**WHAT YOU WILL DO**
Write out the listing below exactly, beginning at its first line and ending with the line that contains "async fn sync_all(service: &SyncService, repos: &[RepoName])".

============

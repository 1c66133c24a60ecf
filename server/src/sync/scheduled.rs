use std::{
    sync::{
        atomic::{AtomicBool, Ordering},
        Arc,
    },
    time::Duration,
};

use rocket::fairing::AdHoc;
use shared::RepoName;
use tracing::{error, info, instrument};

use super::SyncService;

#[instrument(skip(service, repos))]
async fn sync_all(service: &SyncService, repos: &[RepoName]) {
    for repo in repos {
        match service.sync(repo).await {
            Ok(summary) if !summary.success => info!(
                "Partial sync of {repo}: {} skipped, truncated: {}",
                summary.skipped, summary.truncated
            ),
            Ok(_) => {}
            Err(e) => error!("Failed to sync {repo}: {e}"),
        }
    }
}

/// Re-syncs `repos` every `sleep_duration` until shutdown.
pub fn stage(repos: Vec<RepoName>, sleep_duration: Duration) -> AdHoc {
    let running = Arc::new(AtomicBool::new(true));
    let running_clone = running.clone();

    AdHoc::on_ignite("Scheduled repository sync", move |rocket| async move {
        if repos.is_empty() {
            return rocket;
        }

        rocket
            .attach(AdHoc::on_liftoff(
                "Sync configured repositories every X minutes",
                move |rocket| {
                    Box::pin(async move {
                        let Some(service) = rocket.state::<Arc<SyncService>>().cloned() else {
                            rocket::error!("Sync service is not configured, scheduled sync disabled");
                            return;
                        };
                        info!(
                            "Syncing {} repositories every {}s",
                            repos.len(),
                            sleep_duration.as_secs()
                        );

                        rocket::tokio::spawn(async move {
                            let mut interval = rocket::tokio::time::interval(sleep_duration);
                            while running.load(Ordering::Relaxed) {
                                interval.tick().await;
                                sync_all(&service, &repos).await;
                            }
                        });
                    })
                },
            ))
            .attach(AdHoc::on_shutdown("Stop scheduled repository sync", |_| {
                Box::pin(async move {
                    running_clone.store(false, Ordering::Relaxed);
                })
            }))
    })
}
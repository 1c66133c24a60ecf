use std::time::Duration;

use serde::Deserialize;
use shared::{github::GithubClientConfig, PointsFormula, RepoName};

#[derive(Debug, Clone, Copy, Default, PartialEq, Eq, Deserialize)]
#[serde(rename_all = "lowercase")]
pub enum StorageKind {
    #[default]
    Postgres,
    Memory,
}

fn default_true() -> bool {
    true
}

/// Process environment, loaded with `envy` after `.env` has been applied.
#[derive(Debug, Clone, Deserialize)]
pub struct Env {
    pub admin_token: String,
    pub github_token: Option<String>,
    pub github_api_url: Option<String>,
    #[serde(default)]
    pub storage: StorageKind,
    #[serde(default)]
    pub sync_repos: Vec<String>,
    pub sync_interval_in_minutes: Option<u32>,
    #[serde(default = "default_true")]
    pub incremental_sync: bool,
    #[serde(default)]
    pub fetch_diff_stats: bool,
    pub request_timeout_in_seconds: Option<u64>,
    pub per_page: Option<u8>,
    #[serde(default)]
    pub allowed_origins: Vec<String>,
}

impl Env {
    pub fn from_env() -> anyhow::Result<Self> {
        Ok(envy::from_env::<Env>()?)
    }

    /// Scoring knobs come from `POINTS_*` variables.
    pub fn points_formula() -> anyhow::Result<PointsFormula> {
        Ok(envy::prefixed("POINTS_").from_env::<PointsFormula>()?)
    }

    pub fn github_config(&self) -> GithubClientConfig {
        let defaults = GithubClientConfig::default();
        GithubClientConfig {
            token: self.github_token.clone(),
            api_url: self.github_api_url.clone(),
            per_page: self.per_page.unwrap_or(defaults.per_page),
            request_timeout: self
                .request_timeout_in_seconds
                .map(Duration::from_secs)
                .unwrap_or(defaults.request_timeout),
            fetch_diff_stats: self.fetch_diff_stats,
        }
    }

    pub fn sync_repos(&self) -> anyhow::Result<Vec<RepoName>> {
        Ok(self
            .sync_repos
            .iter()
            .filter(|repo| !repo.trim().is_empty())
            .map(|repo| repo.parse::<RepoName>())
            .collect::<Result<Vec<_>, _>>()?)
    }

    /// At least one minute; a zero period would make the scheduler panic.
    pub fn sync_interval(&self) -> Duration {
        let minutes = self.sync_interval_in_minutes.unwrap_or(60).max(1);
        Duration::from_secs(minutes as u64 * 60)
    }

    /// Minimal settings for local runs and tests.
    pub fn in_memory(admin_token: &str) -> Self {
        Self {
            admin_token: admin_token.to_string(),
            github_token: None,
            github_api_url: None,
            storage: StorageKind::Memory,
            sync_repos: vec![],
            sync_interval_in_minutes: None,
            incremental_sync: true,
            fetch_diff_stats: false,
            request_timeout_in_seconds: None,
            per_page: None,
            allowed_origins: vec![],
        }
    }
}
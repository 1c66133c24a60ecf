use std::sync::Arc;

use rocket::{serde::json::Json, State};
use shared::RepoName;

use super::types::{ApiError, InFlightSync, SyncRequest, SyncStatusResponse};
use crate::{
    auth::Admin,
    sync::{SyncService, SyncSummary},
};

#[utoipa::path(context_path = "/api/admin", request_body = SyncRequest, responses(
    (status = 200, description = "Sync a repository and rebuild the leaderboard", body = SyncSummary),
    (status = 400, description = "Invalid repository name", body = ErrorResponse),
    (status = 401, description = "Missing or wrong admin token", body = ErrorResponse),
    (status = 409, description = "A sync of this repository is already running", body = ErrorResponse),
    (status = 503, description = "Contribution store unavailable", body = ErrorResponse)
))]
#[post("/sync", data = "<request>")]
async fn trigger_sync(
    _admin: Admin,
    service: &State<Arc<SyncService>>,
    request: Json<SyncRequest>,
) -> Result<Json<SyncSummary>, ApiError> {
    let repo: RepoName = request.repo_full_name.parse()?;
    Ok(Json(service.sync(&repo).await?))
}

#[utoipa::path(context_path = "/api/admin", responses(
    (status = 200, description = "Repositories currently syncing", body = SyncStatusResponse),
    (status = 401, description = "Missing or wrong admin token", body = ErrorResponse)
))]
#[get("/sync")]
async fn sync_status(
    _admin: Admin,
    service: &State<Arc<SyncService>>,
) -> Json<SyncStatusResponse> {
    let in_flight = service
        .in_flight()
        .into_iter()
        .map(|(repo, phase)| InFlightSync {
            repo_full_name: repo.full_name(),
            phase,
        })
        .collect();
    Json(SyncStatusResponse { in_flight })
}

pub fn stage() -> rocket::fairing::AdHoc {
    rocket::fairing::AdHoc::on_ignite("Installing admin entrypoints", |rocket| async {
        rocket.mount("/api/admin", rocket::routes![trigger_sync, sync_status])
    })
}
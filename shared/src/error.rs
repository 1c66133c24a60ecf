use std::time::Duration;

use thiserror::Error;

/// Failures of the contribution sync pipeline.
#[derive(Debug, Clone, Error, PartialEq, Eq)]
pub enum SyncError {
    /// Network or HTTP failure talking to GitHub (non-2xx other than rate limiting, or timeout).
    #[error("GitHub is unavailable: {message}")]
    UpstreamUnavailable { message: String },

    /// GitHub signalled quota exhaustion.
    #[error("GitHub rate limit exceeded, retry after {}s", retry_after.as_secs())]
    RateLimited { retry_after: Duration },

    /// A provider payload could not be turned into a contribution record.
    #[error("malformed pull request: {reason}")]
    MalformedRecord { reason: String },

    /// Another sync for the same repository is still running.
    #[error("sync already in progress for {repo}")]
    SyncInProgress { repo: String },

    /// The contribution store failed; the current sync cannot continue.
    #[error("store unavailable: {message}")]
    StoreUnavailable { message: String },

    #[error("invalid repository name: {input:?}, expected <owner>/<repo>")]
    InvalidRepository { input: String },
}

impl SyncError {
    pub fn upstream(message: impl ToString) -> Self {
        Self::UpstreamUnavailable {
            message: message.to_string(),
        }
    }

    pub fn malformed(reason: impl ToString) -> Self {
        Self::MalformedRecord {
            reason: reason.to_string(),
        }
    }

    pub fn store(message: impl ToString) -> Self {
        Self::StoreUnavailable {
            message: message.to_string(),
        }
    }

    /// Transient errors may succeed on a later sync.
    pub fn is_transient(&self) -> bool {
        matches!(
            self,
            Self::UpstreamUnavailable { .. } | Self::RateLimited { .. }
        )
    }
}
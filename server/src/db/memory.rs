use std::collections::{BTreeMap, HashMap};

use chrono::{DateTime, Utc};
use rocket::tokio::sync::RwLock;
use shared::{
    reconcile, recompute, ContributionRecord, LeaderboardEntry, RepoName, Scoring, SyncError,
    UpsertOutcome,
};

use super::{ContributionStore, LeaderboardRebuild};

#[derive(Default)]
struct State {
    contributions: BTreeMap<(String, u64), ContributionRecord>,
    leaderboard: Vec<LeaderboardEntry>,
    cursors: HashMap<RepoName, DateTime<Utc>>,
}

/// Process-local store. Lost on restart; meant for development and tests.
#[derive(Default)]
pub struct MemoryStore {
    state: RwLock<State>,
}

fn paginate<T: Clone>(items: &[T], page: u64, limit: u64) -> Vec<T> {
    let start = page.saturating_mul(limit) as usize;
    items
        .iter()
        .skip(start)
        .take(limit as usize)
        .cloned()
        .collect()
}

#[rocket::async_trait]
impl ContributionStore for MemoryStore {
    async fn upsert(&self, record: ContributionRecord) -> Result<UpsertOutcome, SyncError> {
        let mut state = self.state.write().await;
        let key = record.key();
        let (outcome, write) = reconcile(state.contributions.get(&key), record);
        if let Some(record) = write {
            state.contributions.insert(key, record);
        }
        Ok(outcome)
    }

    async fn contributions(&self) -> Result<Vec<ContributionRecord>, SyncError> {
        Ok(self
            .state
            .read()
            .await
            .contributions
            .values()
            .cloned()
            .collect())
    }

    async fn repo_contributions(
        &self,
        repo: &RepoName,
        page: u64,
        limit: u64,
    ) -> Result<(Vec<ContributionRecord>, u64), SyncError> {
        let full_name = repo.full_name();
        let state = self.state.read().await;
        let records: Vec<_> = state
            .contributions
            .values()
            .rev()
            .filter(|record| record.repo_full_name == full_name)
            .cloned()
            .collect();
        Ok((paginate(&records, page, limit), records.len() as u64))
    }

    async fn author_contributions(
        &self,
        login: &str,
    ) -> Result<Vec<ContributionRecord>, SyncError> {
        let state = self.state.read().await;
        let mut records: Vec<_> = state
            .contributions
            .values()
            .filter(|record| record.author_login == login)
            .cloned()
            .collect();
        records.sort_by(|a, b| b.merged_at.cmp(&a.merged_at));
        Ok(records)
    }

    async fn leaderboard(&self) -> Result<Vec<LeaderboardEntry>, SyncError> {
        Ok(self.state.read().await.leaderboard.clone())
    }

    async fn leaderboard_page(
        &self,
        page: u64,
        limit: u64,
    ) -> Result<(Vec<LeaderboardEntry>, u64), SyncError> {
        let state = self.state.read().await;
        Ok((
            paginate(&state.leaderboard, page, limit),
            state.leaderboard.len() as u64,
        ))
    }

    async fn leaderboard_entry(&self, login: &str) -> Result<Option<LeaderboardEntry>, SyncError> {
        Ok(self
            .state
            .read()
            .await
            .leaderboard
            .iter()
            .find(|entry| entry.contributor_login == login)
            .cloned())
    }

    async fn replace_leaderboard(&self, entries: &[LeaderboardEntry]) -> Result<(), SyncError> {
        self.state.write().await.leaderboard = entries.to_vec();
        Ok(())
    }

    async fn rebuild_leaderboard(
        &self,
        scoring: &dyn Scoring,
    ) -> Result<LeaderboardRebuild, SyncError> {
        let mut state = self.state.write().await;
        let entries = recompute(state.contributions.values(), scoring);
        let updated = state.leaderboard != entries;
        if updated {
            state.leaderboard = entries.clone();
        }
        Ok(LeaderboardRebuild { entries, updated })
    }

    async fn sync_cursor(&self, repo: &RepoName) -> Result<Option<DateTime<Utc>>, SyncError> {
        Ok(self.state.read().await.cursors.get(repo).copied())
    }

    async fn set_sync_cursor(&self, repo: &RepoName, at: DateTime<Utc>) -> Result<(), SyncError> {
        self.state.write().await.cursors.insert(repo.clone(), at);
        Ok(())
    }
}

#[cfg(test)]
mod tests {
    use shared::PrState;

    use super::*;

    fn record(repo: &str, number: u64, author: &str, state: PrState) -> ContributionRecord {
        ContributionRecord {
            repo_full_name: repo.to_string(),
            pr_number: number,
            author_login: author.to_string(),
            state,
            merged_at: state.is_merged().then(Utc::now),
            additions: 1,
            deletions: 1,
        }
    }

    #[rocket::async_test]
    async fn upsert_applies_reconcile_policy() {
        let store = MemoryStore::default();
        let merged = record("octo/demo", 1, "alice", PrState::Merged);

        assert_eq!(
            store.upsert(merged.clone()).await.unwrap(),
            UpsertOutcome::Created
        );
        assert_eq!(
            store.upsert(merged.clone()).await.unwrap(),
            UpsertOutcome::Unchanged
        );
        assert_eq!(
            store
                .upsert(record("octo/demo", 1, "alice", PrState::Closed))
                .await
                .unwrap(),
            UpsertOutcome::Unchanged
        );

        let stored = store.contributions().await.unwrap();
        assert_eq!(stored, vec![merged]);
    }

    #[rocket::async_test]
    async fn same_number_in_other_repo_is_distinct() {
        let store = MemoryStore::default();
        store
            .upsert(record("octo/demo", 1, "alice", PrState::Open))
            .await
            .unwrap();
        store
            .upsert(record("octo/other", 1, "bob", PrState::Open))
            .await
            .unwrap();
        assert_eq!(store.contributions().await.unwrap().len(), 2);
    }

    #[rocket::async_test]
    async fn repo_contributions_are_paginated_newest_first() {
        let store = MemoryStore::default();
        for number in 1..=5 {
            store
                .upsert(record("octo/demo", number, "alice", PrState::Open))
                .await
                .unwrap();
        }
        store
            .upsert(record("octo/other", 9, "bob", PrState::Open))
            .await
            .unwrap();

        let repo: RepoName = "octo/demo".parse().unwrap();
        let (page, total) = store.repo_contributions(&repo, 1, 2).await.unwrap();
        assert_eq!(total, 5);
        let numbers: Vec<_> = page.iter().map(|r| r.pr_number).collect();
        assert_eq!(numbers, vec![3, 2]);
    }

    #[rocket::async_test]
    async fn leaderboard_is_replaced_wholesale() {
        let store = MemoryStore::default();
        let entry = |login: &str, rank| LeaderboardEntry {
            contributor_login: login.to_string(),
            merged_pr_count: 1,
            points: 10,
            rank,
        };
        store
            .replace_leaderboard(&[entry("alice", 1), entry("bob", 2)])
            .await
            .unwrap();
        store.replace_leaderboard(&[entry("carol", 1)]).await.unwrap();

        assert_eq!(store.leaderboard().await.unwrap(), vec![entry("carol", 1)]);
        assert_eq!(store.leaderboard_entry("alice").await.unwrap(), None);
        let (page, total) = store.leaderboard_page(0, 10).await.unwrap();
        assert_eq!((page.len(), total), (1, 1));
    }

    #[rocket::async_test]
    async fn rebuild_reports_whether_cache_changed() {
        let store = MemoryStore::default();
        let scoring = shared::PointsFormula::default();
        store
            .upsert(record("octo/demo", 1, "alice", PrState::Merged))
            .await
            .unwrap();

        let first = store.rebuild_leaderboard(&scoring).await.unwrap();
        assert!(first.updated);
        assert_eq!(store.leaderboard().await.unwrap(), first.entries);

        let second = store.rebuild_leaderboard(&scoring).await.unwrap();
        assert!(!second.updated);
        assert_eq!(second.entries, first.entries);
    }

    #[rocket::async_test]
    async fn cursors_are_per_repository() {
        let store = MemoryStore::default();
        let demo: RepoName = "octo/demo".parse().unwrap();
        let other: RepoName = "octo/other".parse().unwrap();
        let now = Utc::now();
        store.set_sync_cursor(&demo, now).await.unwrap();
        assert_eq!(store.sync_cursor(&demo).await.unwrap(), Some(now));
        assert_eq!(store.sync_cursor(&other).await.unwrap(), None);
    }
}
use std::{collections::VecDeque, time::Duration};

use chrono::{DateTime, Utc};
use futures::stream::{self, BoxStream, StreamExt};
use http::{header::RETRY_AFTER, HeaderMap, StatusCode, Uri};
use octocrab::Octocrab;
use tracing::{instrument, warn};

use crate::{PullRequestSource, RawPullRequest, RepoName, SyncError};

/// Consecutive failed pages after which a listing gives up.
const MAX_CONSECUTIVE_PAGE_FAILURES: u32 = 3;
const DEFAULT_RETRY_AFTER: Duration = Duration::from_secs(60);

#[derive(Debug, Clone)]
pub struct GithubClientConfig {
    pub token: Option<String>,
    /// Overrides `https://api.github.com`, e.g. for GitHub Enterprise.
    pub api_url: Option<String>,
    pub per_page: u8,
    pub request_timeout: Duration,
    /// Re-fetch every listed pull request to learn its merge flag and diff size.
    pub fetch_diff_stats: bool,
}

impl Default for GithubClientConfig {
    fn default() -> Self {
        Self {
            token: None,
            api_url: None,
            per_page: 100,
            request_timeout: Duration::from_secs(30),
            fetch_diff_stats: false,
        }
    }
}

pub struct GithubClient {
    octocrab: Octocrab,
    per_page: u8,
    request_timeout: Duration,
    fetch_diff_stats: bool,
}

impl GithubClient {
    pub fn new(config: GithubClientConfig) -> Result<Self, SyncError> {
        let mut builder = Octocrab::builder();
        if let Some(token) = config.token {
            builder = builder.personal_token(token);
        }
        if let Some(api_url) = config.api_url {
            builder = builder
                .base_uri(api_url)
                .map_err(|e| SyncError::upstream(format!("invalid GitHub API url: {e}")))?;
        }
        let octocrab = builder
            .build()
            .map_err(|e| SyncError::upstream(format!("failed to build GitHub client: {e}")))?;

        Ok(Self {
            octocrab,
            per_page: config.per_page.max(1),
            request_timeout: config.request_timeout,
            fetch_diff_stats: config.fetch_diff_stats,
        })
    }

    async fn get(&self, path: &str) -> Result<String, SyncError> {
        let uri: Uri = path
            .parse()
            .map_err(|e| SyncError::upstream(format!("invalid request path {path}: {e}")))?;

        let request = async {
            let response = self
                .octocrab
                ._get(uri)
                .await
                .map_err(|e| SyncError::upstream(format!("GET {path}: {e}")))?;
            let status = response.status();
            let headers = response.headers().clone();
            let body = self
                .octocrab
                .body_to_string(response)
                .await
                .map_err(|e| SyncError::upstream(format!("GET {path}: failed to read body: {e}")))?;
            match classify_response(status, &headers, &body, Utc::now()) {
                Some(e) => Err(e),
                None => Ok(body),
            }
        };

        tokio::time::timeout(self.request_timeout, request)
            .await
            .map_err(|_| {
                SyncError::upstream(format!(
                    "GET {path} timed out after {}s",
                    self.request_timeout.as_secs_f32()
                ))
            })?
    }

    #[instrument(skip(self, repo), fields(repo = %repo))]
    async fn list_page(
        &self,
        repo: &RepoName,
        page: u32,
    ) -> Result<Vec<Result<RawPullRequest, SyncError>>, SyncError> {
        let path = format!(
            "/repos/{}/{}/pulls?state=all&sort=updated&direction=desc&per_page={}&page={}",
            repo.owner(),
            repo.repo(),
            self.per_page,
            page
        );
        let body = self.get(&path).await?;
        let items: Vec<serde_json::Value> = serde_json::from_str(&body)
            .map_err(|e| SyncError::upstream(format!("page {page} is not a JSON array: {e}")))?;

        Ok(items
            .into_iter()
            .map(|item| {
                serde_json::from_value(item).map_err(|e| SyncError::malformed(e.to_string()))
            })
            .collect())
    }

    #[instrument(skip(self, repo), fields(repo = %repo))]
    pub async fn pull_request(
        &self,
        repo: &RepoName,
        number: u64,
    ) -> Result<RawPullRequest, SyncError> {
        let path = format!("/repos/{}/{}/pulls/{}", repo.owner(), repo.repo(), number);
        let body = self.get(&path).await?;
        serde_json::from_str(&body).map_err(|e| SyncError::malformed(format!("#{number}: {e}")))
    }
}

impl PullRequestSource for GithubClient {
    fn pull_requests<'a>(
        &'a self,
        repo: &'a RepoName,
        since: Option<DateTime<Utc>>,
    ) -> BoxStream<'a, Result<RawPullRequest, SyncError>> {
        let pager = Pager {
            client: self,
            repo,
            since,
            page: 0,
            buffer: VecDeque::new(),
            done: false,
            failures: 0,
        };
        stream::unfold(pager, |mut pager| async move {
            let item = pager.next().await?;
            Some((item, pager))
        })
        .boxed()
    }
}

struct Pager<'a> {
    client: &'a GithubClient,
    repo: &'a RepoName,
    since: Option<DateTime<Utc>>,
    page: u32,
    buffer: VecDeque<Result<RawPullRequest, SyncError>>,
    done: bool,
    failures: u32,
}

impl Pager<'_> {
    async fn next(&mut self) -> Option<Result<RawPullRequest, SyncError>> {
        loop {
            if let Some(item) = self.buffer.pop_front() {
                return Some(self.complete(item).await);
            }
            if self.done {
                return None;
            }

            self.page += 1;
            match self.client.list_page(self.repo, self.page).await {
                Ok(items) => {
                    self.failures = 0;
                    if items.len() < self.client.per_page as usize {
                        self.done = true;
                    }
                    for item in items {
                        if self.is_before_cursor(&item) {
                            // Sorted by update time, everything after this is older still
                            self.done = true;
                            break;
                        }
                        self.buffer.push_back(item);
                    }
                }
                Err(e) => {
                    self.failures += 1;
                    if matches!(e, SyncError::RateLimited { .. })
                        || self.failures >= MAX_CONSECUTIVE_PAGE_FAILURES
                    {
                        self.done = true;
                    }
                    warn!("Failed to list page {} of {}: {e}", self.page, self.repo);
                    return Some(Err(e));
                }
            }
        }
    }

    fn is_before_cursor(&self, item: &Result<RawPullRequest, SyncError>) -> bool {
        match (self.since, item) {
            (Some(since), Ok(pr)) => pr.updated_at.is_some_and(|updated| updated < since),
            _ => false,
        }
    }

    async fn complete(
        &mut self,
        item: Result<RawPullRequest, SyncError>,
    ) -> Result<RawPullRequest, SyncError> {
        let pr = item?;
        let Some(number) = pr.number.filter(|_| self.client.fetch_diff_stats) else {
            return Ok(pr);
        };
        let detailed = self.client.pull_request(self.repo, number).await;
        if let Err(SyncError::RateLimited { .. }) = detailed {
            self.done = true;
            self.buffer.clear();
        }
        detailed
    }
}

/// Maps a non-success response to the sync error taxonomy; `None` for 2xx.
pub(crate) fn classify_response(
    status: StatusCode,
    headers: &HeaderMap,
    body: &str,
    now: DateTime<Utc>,
) -> Option<SyncError> {
    if status.is_success() {
        return None;
    }

    let message = github_message(body).unwrap_or_else(|| "unknown error".to_string());
    let quota_exhausted = headers
        .get("x-ratelimit-remaining")
        .and_then(|value| value.to_str().ok())
        .is_some_and(|value| value.trim() == "0");
    let is_rate_limit = status == StatusCode::TOO_MANY_REQUESTS
        || (status == StatusCode::FORBIDDEN
            && (quota_exhausted || message.to_lowercase().contains("rate limit")));

    if is_rate_limit {
        Some(SyncError::RateLimited {
            retry_after: retry_after(headers, now),
        })
    } else {
        Some(SyncError::upstream(format!(
            "GitHub returned {status}: {message}"
        )))
    }
}

fn header_u64(headers: &HeaderMap, name: impl http::header::AsHeaderName) -> Option<u64> {
    headers
        .get(name)
        .and_then(|value| value.to_str().ok())
        .and_then(|value| value.trim().parse().ok())
}

/// `retry-after` seconds, else time until `x-ratelimit-reset`, else a minute.
pub(crate) fn retry_after(headers: &HeaderMap, now: DateTime<Utc>) -> Duration {
    if let Some(seconds) = header_u64(headers, RETRY_AFTER) {
        return Duration::from_secs(seconds);
    }
    if let Some(reset_at) = header_u64(headers, "x-ratelimit-reset") {
        let wait = (reset_at as i64).saturating_sub(now.timestamp()).max(1);
        return Duration::from_secs(wait as u64);
    }
    DEFAULT_RETRY_AFTER
}

fn github_message(body: &str) -> Option<String> {
    serde_json::from_str::<serde_json::Value>(body)
        .ok()?
        .get("message")?
        .as_str()
        .map(ToString::to_string)
}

============

**YOUR SOLUTION**
repository 1c66133c24a60ecf
filename server/src/sync/scheduled.rs
use std::{
    sync::{
        atomic::{AtomicBool, Ordering},
        Arc,
    },
    time::Duration,
};

use rocket::fairing::AdHoc;
use shared::RepoName;
use tracing::{error, info, instrument};

use super::SyncService;

#[instrument(skip(service, repos))]
async fn sync_all(service: &SyncService, repos: &[RepoName]) {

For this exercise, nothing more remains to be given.